The winner of The Bennett Prize will be able to create her own solo exhibition of figurative realist paintings, which will be exhibited first at the Muskegon Museum of Art in Michigan before traveling the country. The Prize is designed for women artists who are, or seek to become, full-time professional painters.

Another goal of the prize is to increase opportunities for the public to learn more about the vision of talented women painters in the increasingly popular style of figurative realism.

“We are excited to announce The Bennett Prize at a time when women are creating important figurative realist paintings that should be seen by a wider audience,” Bennett says. “Figurative realist painting features the human form in all of its diversity. It has an important role to play in a society struggling to understand human differences and commonalities, including race, gender and social status.”

Bennett and Schmidt, of San Antonio, Texas, have endowed a $3 million fund at The Pittsburgh Foundation so The Prize will be awarded every two years in perpetuity, said Julian. The Bennetts were referred to The Pittsburgh Foundation specifically for The Foundation’s Center for Philanthropy where donors, staff and community experts develop innovative new projects.

Lee Price, Teacup, 2014. Oil on linen, from the Bennett’s private collection.

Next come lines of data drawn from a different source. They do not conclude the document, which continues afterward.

//! Loading of [`GateSettings`] from file and environment.
//!
//! Sources (applied in order, later sources override earlier ones):
//!  1. `./swingletree.conf.yaml`, or the file named by `SWINGLETREE_CONFIG_FILE`
//!  2. Environment variables prefixed `GATE_` and `LOG_`, `_` as separator,
//!     e.g. `GATE_API_TOKEN` sets `gate.api.token` and `LOG_LEVEL` sets
//!     `log.level`
//!
//! The default file is optional; a file named explicitly must exist.

use std::collections::HashMap;
use std::path::Path;
use swingletree_gate_api::{ConfigError, GateSettings};
use tracing::info;

/// Default configuration file, relative to the working directory
pub const DEFAULT_CONFIG_FILE: &str = "swingletree.conf.yaml";

/// Environment variable naming an explicit configuration file
pub const CONFIG_FILE_ENV: &str = "SWINGLETREE_CONFIG_FILE";

const ENV_PREFIXES: [&str; 2] = ["GATE", "LOG"];

/// Load settings from the process environment and configuration file.
pub fn load_settings() -> Result<GateSettings, ConfigError> {
    let explicit_path = std::env::var(CONFIG_FILE_ENV)
        .ok()
        .filter(|path| !path.trim().is_empty());

    build_settings(explicit_path.as_deref(), None)
}

/// Build settings from an optional explicit file and environment.
///
/// `environment` replaces the process environment when given.
pub fn build_settings(
    explicit_path: Option<&str>,
    environment: Option<HashMap<String, String>>,
) -> Result<GateSettings, ConfigError> {
    let (path, required) = match explicit_path {
        Some(path) => {
            info!(path = %path, "Loading configuration from explicit path");
            (path, true)
        }
        None => (DEFAULT_CONFIG_FILE, false),
    };

    let mut builder = config::Config::builder().add_source(
        config::File::from(Path::new(path))
            .format(config::FileFormat::Yaml)
            .required(required),
    );

    for prefix in ENV_PREFIXES {
        builder = builder.add_source(
            config::Environment::with_prefix(prefix)
                .keep_prefix(true)
                .separator("_")
                .source(environment.clone()),
        );
    }

    let settings: GateSettings = builder
        .build()
        .and_then(|config| config.try_deserialize())
        .map_err(|e| ConfigError::Load {
            message: e.to_string(),
        })?;

    settings.validate()?;
    Ok(settings)
}

#[cfg(test)]
#[path = "settings_tests.rs"]
mod tests;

“The Bennett Prize is a perfect example of how community foundations can help philanthropists take an idea from incubation to reality,” said Foundation President & CEO Maxwell King. “Steven and Elaine were familiar with our history of funding individual artists, particularly those whose work and unique points of view might otherwise be overlooked. By endowing The Prize at The Pittsburgh Foundation, the Bennetts have created a permanent mechanism for supporting and elevating the work of women painters.”

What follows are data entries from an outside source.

//! Verification of GitHub webhook signatures.
//!
//! GitHub signs each delivery with the webhook secret and sends the digest in
//! `X-Hub-Signature-256` (`sha256=<hex>`). Older installations only send
//! `X-Hub-Signature` (`sha1=<hex>`), which is accepted when the SHA-256
//! header is absent.

use axum::http::HeaderMap;
use hmac::{Hmac, Mac};
use sha1::Sha1;
use sha2::Sha256;
use tracing::{debug, instrument};

pub const SIGNATURE_256_HEADER: &str = "x-hub-signature-256";
pub const SIGNATURE_HEADER: &str = "x-hub-signature";

/// Reasons a webhook delivery fails signature verification
#[derive(Debug, Clone, PartialEq, Eq, thiserror::Error)]
pub enum SignatureError {
    #[error("missing signature header")]
    Missing,

    #[error("invalid signature format: {message}")]
    InvalidFormat { message: String },

    #[error("signature does not match payload")]
    Mismatch,
}

/// Verifies payloads against the configured GitHub webhook secret.
#[derive(Clone)]
pub struct GithubSignatureVerifier {
    secret: String,
}

impl GithubSignatureVerifier {
    pub fn new(secret: impl Into<String>) -> Self {
        Self {
            secret: secret.into(),
        }
    }

    /// Verify `payload` against the signature headers of the delivery.
    #[instrument(skip(self, payload, headers), fields(payload_len = payload.len()))]
    pub fn verify(&self, payload: &[u8], headers: &HeaderMap) -> Result<(), SignatureError> {
        if let Some(value) = header_str(headers, SIGNATURE_256_HEADER)? {
            let digest = decode_digest(value, "sha256=")?;
            return self.verify_with::<Hmac<Sha256>>(payload, &digest);
        }

        if let Some(value) = header_str(headers, SIGNATURE_HEADER)? {
            debug!("Falling back to legacy SHA-1 webhook signature");
            let digest = decode_digest(value, "sha1=")?;
            return self.verify_with::<Hmac<Sha1>>(payload, &digest);
        }

        Err(SignatureError::Missing)
    }

    fn verify_with<M: Mac + hmac::digest::KeyInit>(
        &self,
        payload: &[u8],
        digest: &[u8],
    ) -> Result<(), SignatureError> {
        let mut mac = <M as Mac>::new_from_slice(self.secret.as_bytes()).map_err(|_| {
            SignatureError::InvalidFormat {
                message: "secret cannot be used as HMAC key".to_string(),
            }
        })?;
        mac.update(payload);

        // verify_slice compares in constant time
        mac.verify_slice(digest).map_err(|_| SignatureError::Mismatch)
    }
}

impl std::fmt::Debug for GithubSignatureVerifier {
    fn fmt(&self, f: &mut std::fmt::Formatter<'_>) -> std::fmt::Result {
        f.debug_struct("GithubSignatureVerifier")
            .field("secret", &"<REDACTED>")
            .finish()
    }
}

fn header_str<'a>(headers: &'a HeaderMap, name: &str) -> Result<Option<&'a str>, SignatureError> {
    headers
        .get(name)
        .map(|value| {
            value.to_str().map_err(|_| SignatureError::InvalidFormat {
                message: format!("{name} is not valid UTF-8"),
            })
        })
        .transpose()
}

fn decode_digest(value: &str, prefix: &str) -> Result<Vec<u8>, SignatureError> {
    let hex_part = value
        .strip_prefix(prefix)
        .ok_or_else(|| SignatureError::InvalidFormat {
            message: format!("expected {prefix}<hex>"),
        })?;

    hex::decode(hex_part).map_err(|_| SignatureError::InvalidFormat {
        message: "signature is not valid hex".to_string(),
    })
}

#[cfg(test)]
#[path = "github_signature_tests.rs"]
mod tests;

A four-member jury, including renowned realist artists Maria Tomasula and Andrea Kowch, will select 10 painters from among the entrants. The 10 finalists will each receive $1,000 to participate in an exhibition opening May 2, 2019 at the Muskegon Museum of Art where the winner will be announced.

The winner will receive $25,000 annually for two years, so she can devote the time necessary to mount a solo exhibition, which will open in Muskegon in 2021 and then travel the country.

Bennett and Schmidt are among the country’s top collectors of figurative realist art and are committed to helping women artists succeed.